Reviews: Bubbles

Derpy as Woobie

Overall, this is one the best-written fanfics I've read. It does an excellent job of telling the story from the perspective of a child with severe mental and physical disabilities. Many readers have compared it to Flowers For Algernon, and the comparison is apt, although there is a critical difference: Derpy is never delivered, even temporarily, from her retardation in this story, and so never comes to understand what is going on around her or what is happening to her.

And therein lies one of the problems with the story. All it's emotional power comes from its portrayal of Derpy as the perfect woobie: she suffers so beautifully. Yet some may find this emotionally manipulative on some level, because the story also denies Derpy any agency. She is totally incapable of understanding what is happening to her or that her mother is horribly abusing her. She simply suffers.

That's a further problem because this is, after all, the story of how Derpy got her cutie mark, but a cutie mark, canonically, is supposed to signify a pony's special gift or talent, and a pony is supposed to receive her cutie mark when she discovers her special gift. But this story ends with Derpy blowing bubbles with a bowl of soapy water and a stick with a ring on the end—the traditional child's toy—but Derpy does not recognize herself has having any special gift for this, nor is there anything else in the text to indicate that Derpy has any unusual talent for bubble-blowing.
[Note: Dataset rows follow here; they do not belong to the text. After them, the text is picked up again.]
//! OpenAI-chat-compatible streaming backend (Ollama, LM Studio, vLLM, ...).

use async_trait::async_trait;
use serde::Deserialize;

use super::sse::{fragment_stream, FrameParser};
use super::{BackendError, CompletionBackend, CompletionRequest, FragmentStream};

/// Default chat-completions endpoint of a local model server
pub const DEFAULT_LOCAL_URL: &str = "http://localhost:11434/v1/chat/completions";

pub struct LocalBackend {
    client: reqwest::Client,
    url: String,
}

impl LocalBackend {
    pub fn new(url: impl Into<String>) -> Self {
        Self {
            client: reqwest::Client::new(),
            url: url.into(),
        }
    }

    pub fn with_client(mut self, client: reqwest::Client) -> Self {
        self.client = client;
        self
    }
}

impl Default for LocalBackend {
    fn default() -> Self {
        Self::new(DEFAULT_LOCAL_URL)
    }
}

#[async_trait]
impl CompletionBackend for LocalBackend {
    fn name(&self) -> &str {
        "local"
    }

    async fn open(&self, request: &CompletionRequest) -> Result<FragmentStream, BackendError> {
        let body = serde_json::json!({
            "model": request.model,
            "messages": [{ "role": "user", "content": request.prompt }],
            "temperature": request.temperature,
            "stream": true,
        });

        tracing::debug!(stage = %request.stage, url = %self.url, "Opening local completion stream");

        let response = self
            .client
            .post(&self.url)
            .json(&body)
            .send()
            .await
            .map_err(|e| BackendError::Unreachable(e.to_string()))?;

        let status = response.status();
        if !status.is_success() {
            let body = response.text().await.unwrap_or_default();
            return Err(BackendError::Status {
                status: status.as_u16(),
                body,
            });
        }

        Ok(fragment_stream(response, ChatDeltaParser))
    }
}

#[derive(Debug, Default, Deserialize)]
struct ChatChunk {
    #[serde(default)]
    choices: Vec<ChatChoice>,
}

#[derive(Debug, Default, Deserialize)]
struct ChatChoice {
    #[serde(default)]
    delta: ChatDelta,
}

#[derive(Debug, Default, Deserialize)]
struct ChatDelta {
    #[serde(default)]
    content: Option<String>,
}

struct ChatDeltaParser;

impl FrameParser for ChatDeltaParser {
    fn parse(&mut self, payload: &str) -> Result<Option<String>, BackendError> {
        let chunk: ChatChunk = serde_json::from_str(payload)
            .map_err(|e| BackendError::MalformedFrame(format!("{}: {}", e, payload)))?;
        Ok(chunk
            .choices
            .into_iter()
            .next()
            .and_then(|choice| choice.delta.content))
    }
}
Derpy is unaware that she has gained her cutie mark, and, in fact, there is no indication that she knows what a cutie mark is, or what it signifies. When she describes other ponies in the narration, she characterizes them by their color (her mother is yellow, her father is grey), or their size (adults are big, children like herself are little), but never mentions any pony's cutie mark. In short, Derpy is denied any triumph in the story; she is here only to suffer, so that we might feel sorrow and pity for her.

Whether or not that constitutes a flaw in the story depends on the reader. Some will find it only enhances the catharsis achieved, but others may find it emotionally manipulative—shades of the Littlest Cancer Patient. Either way, definitely worth the read.